Thursday, September 22, 2011

Review: Beauty Plus Pity, by Kevin Chong


Published: September 2011


“In my head, I imagined what my ideal dad would be like.”

“Really?” I asked. “So did I.”

Her eyes flared open. “Really? What was your ideal father like?”

“Oh, I don’t know. It’s probably different from what you’d imagine out of thin air.”

“Well, I always thought he’d be someone who could fix things. Stuff would fall apart in our house and my mom would tape it up. I used to hate it when she drove to school to pick me up in her car with the bumper held on with electrician’s tape. I didn’t necessarily think of him as being Asian, but I guess I always thought he’d look different from my mom, in a way that would make us look like a family. No one thinks my mom and I are related, which is sometimes a relief. Did you grow up feeling different?”

“Why? Because I’m Chinese?”

“No. I mean, yeah.”


***


Malcolm Kwan’s fiancée has abandoned him for another man, his father recently lost his battle with lung cancer, and he has a half-sister named Hadley that, until his father’s funeral, he had never before met. Wading through a mess of family and extra-familial repression, anxiety, cultural hyphenation, inexplicable forgiveness, abuse, and former lovers, Kevin Chong’s Beauty Plus Pity follows Malcolm as he struggles to make an impact on the Vancouver modelling scene, all while coming to terms with the death of his father and of what he knew—or thought he knew—about the man.

Malcolm’s journey is balanced by Hadley, his several-years-younger half-sister, and the unexpected connection they forge as they work through the memories and ideas of their father—who he was, how he cared for them, where he failed to do so. Neither Malcolm nor Hadley is complete; both have lived a life wishing for different circumstances, to have experienced more definitive cohesion growing up. Neither is broken, per se, by the actions and affair of their shared father, but both have spent far too much of their lives lamenting over what they felt they had missed.

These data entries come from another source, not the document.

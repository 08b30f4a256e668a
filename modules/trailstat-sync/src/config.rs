use std::path::PathBuf;
use std::time::Duration;

use anyhow::{anyhow, Context, Result};

use crate::messages::Locale;

const DEFAULT_LOGIN_URL: &str = "https://login.salesforce.com";
const DEFAULT_API_VERSION: &str = "59.0";
const DEFAULT_POLL_INTERVAL_MS: u64 = 3000;
const DEFAULT_PAGE_LOAD_WAIT_MS: u64 = 30_000;
const DEFAULT_HISTORY_WINDOW_MINUTES: i64 = 5;
const DEFAULT_LOG_MAX_FILES: usize = 30;

/// Sleep between marker reads, and how many reads a profile gets.
#[derive(Debug, Clone, Copy, PartialEq, Eq)]
pub struct PollBudget {
    pub interval: Duration,
    pub max_polls: u32,
}

#[derive(Debug, Clone)]
pub struct CrmSettings {
    pub login_url: String,
    pub api_version: String,
    pub client_id: String,
    pub client_secret: String,
    pub username: String,
    pub password: String,
    pub should_update: bool,
    pub should_export_history: bool,
    pub history_window_minutes: i64,
}

#[derive(Debug, Clone)]
pub struct SlackSettings {
    pub token: String,
    pub channel_id: String,
    pub user_name: String,
}

/// Run configuration loaded from environment variables (and `.env`).
/// Read-only after startup.
#[derive(Debug, Clone)]
pub struct Config {
    pub locale: Locale,
    pub log_directory: Option<PathBuf>,
    /// Daily log files kept in `log_directory`; older ones are pruned.
    pub log_max_files: usize,
    pub crm: CrmSettings,
    pub poll: PollBudget,
    pub chrome_bin: Option<String>,
    pub csv_path: PathBuf,
    /// `None` when Slack notifications are disabled.
    pub slack: Option<SlackSettings>,
}

impl Config {
    pub fn from_env() -> Result<Self> {
        dotenvy::dotenv().ok();
        Self::from_vars(|key| std::env::var(key).ok())
    }

    /// Build from an arbitrary variable source.
    pub fn from_vars(var: impl Fn(&str) -> Option<String>) -> Result<Self> {
        let var = |key: &str| var(key).filter(|v| !v.trim().is_empty());
        let required = |key: &str| {
            var(key).ok_or_else(|| anyhow!("{key} environment variable is required"))
        };
        let flag = |key: &str| -> Result<bool> {
            match var(key) {
                Some(v) => parse_flag(&v).with_context(|| format!("{key} must be a boolean")),
                None => Ok(false),
            }
        };

        let locale = match var("LOCALE") {
            Some(v) => v.parse::<Locale>().map_err(|e| anyhow!("LOCALE: {e}"))?,
            None => Locale::default(),
        };

        let crm = CrmSettings {
            login_url: var("CRM_LOGIN_URL").unwrap_or_else(|| DEFAULT_LOGIN_URL.to_string()),
            api_version: var("CRM_API_VERSION").unwrap_or_else(|| DEFAULT_API_VERSION.to_string()),
            client_id: required("CRM_CLIENT_ID")?,
            client_secret: required("CRM_CLIENT_SECRET")?,
            username: required("CRM_USERNAME")?,
            password: required("CRM_PASSWORD")?,
            should_update: flag("CRM_SHOULD_UPDATE")?,
            should_export_history: flag("CRM_SHOULD_EXPORT_HISTORY")?,
            history_window_minutes: match var("CRM_HISTORY_WINDOW_MINUTES") {
                Some(v) => v.parse().context("CRM_HISTORY_WINDOW_MINUTES must be a number")?,
                None => DEFAULT_HISTORY_WINDOW_MINUTES,
            },
        };

        let interval_ms: u64 = match var("SCRAPE_POLL_INTERVAL_MS") {
            Some(v) => v.parse().context("SCRAPE_POLL_INTERVAL_MS must be a number")?,
            None => DEFAULT_POLL_INTERVAL_MS,
        };
        let max_polls = match var("SCRAPE_MAX_POLLS") {
            Some(v) => v.parse().context("SCRAPE_MAX_POLLS must be a number")?,
            None => {
                let wait_ms: u64 = match var("SCRAPE_PAGE_LOAD_WAIT_MS") {
                    Some(v) => v.parse().context("SCRAPE_PAGE_LOAD_WAIT_MS must be a number")?,
                    None => DEFAULT_PAGE_LOAD_WAIT_MS,
                };
                derive_max_polls(wait_ms, interval_ms)
            }
        };

        let csv_directory =
            PathBuf::from(var("CSV_DIRECTORY").unwrap_or_else(|| "data".to_string()));
        let csv_file_name = var("CSV_FILE_NAME").unwrap_or_else(|| "trailblazers".to_string());

        let slack = if flag("SLACK_SHOULD_SEND_MESSAGE")? {
            Some(SlackSettings {
                token: required("SLACK_TOKEN")?,
                channel_id: required("SLACK_CHANNEL_ID")?,
                user_name: var("SLACK_USER_NAME").unwrap_or_else(|| "trailstat".to_string()),
            })
        } else {
            None
        };

        let log_max_files: usize = match var("LOG_MAX_FILES") {
            Some(v) => v.parse().context("LOG_MAX_FILES must be a number")?,
            None => DEFAULT_LOG_MAX_FILES,
        };
        if log_max_files == 0 {
            return Err(anyhow!("LOG_MAX_FILES must be at least 1"));
        }

        Ok(Self {
            locale,
            log_directory: var("LOG_DIRECTORY").map(PathBuf::from),
            log_max_files,
            crm,
            poll: PollBudget {
                interval: Duration::from_millis(interval_ms),
                max_polls,
            },
            chrome_bin: var("CHROME_BIN"),
            csv_path: csv_directory.join(format!("{csv_file_name}.csv")),
            slack,
        })
    }

    pub fn log_keys(&self) {
        fn preview(val: &str) -> String {
            let n = val.chars().count().min(5);
            let head: String = val.chars().take(n).collect();
            format!("{}...({} chars)", head, val.chars().count())
        }

        tracing::info!("Config loaded:");
        tracing::info!("  LOCALE: {:?}", self.locale);
        tracing::info!("  CRM_LOGIN_URL: {}", self.crm.login_url);
        tracing::info!("  CRM_USERNAME: {}", self.crm.username);
        tracing::info!("  CRM_CLIENT_ID: {}", preview(&self.crm.client_id));
        tracing::info!("  CRM_SHOULD_UPDATE: {}", self.crm.should_update);
        tracing::info!("  CRM_SHOULD_EXPORT_HISTORY: {}", self.crm.should_export_history);
        tracing::info!(
            "  POLL: interval={}ms max_polls={}",
            self.poll.interval.as_millis(),
            self.poll.max_polls
        );
        tracing::info!("  CSV: {}", self.csv_path.display());
        match &self.log_directory {
            Some(dir) => tracing::info!(
                "  LOG_DIRECTORY: {} (keeps {} files)",
                dir.display(),
                self.log_max_files
            ),
            None => tracing::info!("  LOG_DIRECTORY: <stdout only>"),
        }
        match &self.slack {
            Some(slack) => tracing::info!(
                "  SLACK: channel={} token={}",
                slack.channel_id,
                preview(&slack.token)
            ),
            None => tracing::info!("  SLACK: <disabled>"),
        }
    }
}

fn parse_flag(value: &str) -> Result<bool> {
    match value.trim().to_ascii_lowercase().as_str() {
        "1" | "true" | "yes" | "on" => Ok(true),
        "0" | "false" | "no" | "off" => Ok(false),
        other => Err(anyhow!("unrecognized boolean '{other}'")),
    }
}

/// Number of reads that fit in `wait_ms`, at least one.
fn derive_max_polls(wait_ms: u64, interval_ms: u64) -> u32 {
    if interval_ms == 0 {
        return 1;
    }
    (wait_ms / interval_ms).clamp(1, u32::MAX as u64) as u32
}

The tone of Beauty Plus Pity is quiet, bordering on reserved. This is accentuated in part by the slightly non-linear approach to the releasing of certain plot and character information. Choosing to unravel the further details of the growing connection between Malcolm and Hadley through sometimes vague, half-explained conversations and things left unsaid offers an opportunity for surprise; when truly emotional beats do occur, they are wound rhythmically through the chapters, sifting back and forth conversationally between the past and the present—and in one startling instance, a sudden blink of insight into an upsetting future event.

This is Malcolm’s story, and Chong carries his introspective tone through to a very satisfying conclusion. Through his connection with Hadley, and given a chance to view his father from another’s perspective, Malcolm’s growth from a relatively soft-willed individual into a man capable of emotional confrontation is natural, not forced. And as such changes are sometimes capable of, the lives surrounding Malcolm are invariably affected as well. In some cases, a veil is lifted and an individual’s abrasive nature is seen through an unfiltered lens, as is the case with Malcolm’s mother; in others, Malcolm’s newfound confidence provides him with the impetus to enact change, to embrace and maybe even correct mistakes of his past—to be the man he wishes he had been all along.

Beauty Plus Pity is emotionally deceptive—Chong’s nuanced structure keeps emotions under tight control, to be revealed at the author’s discretion and not a moment sooner. This level of authorial control is especially poignant when considered alongside the Vladimir Nabokov epigraph. Chong knows he must kill his beauty to take Malcolm to the next stage of his life, to give him something to feel, something to latch onto that is concrete and tangible, beyond his tepid ambitions and failed relationships—to show him that art is a social production, and is guided by many. When pain and strife are ignored, art—true beauty—ceases to exist.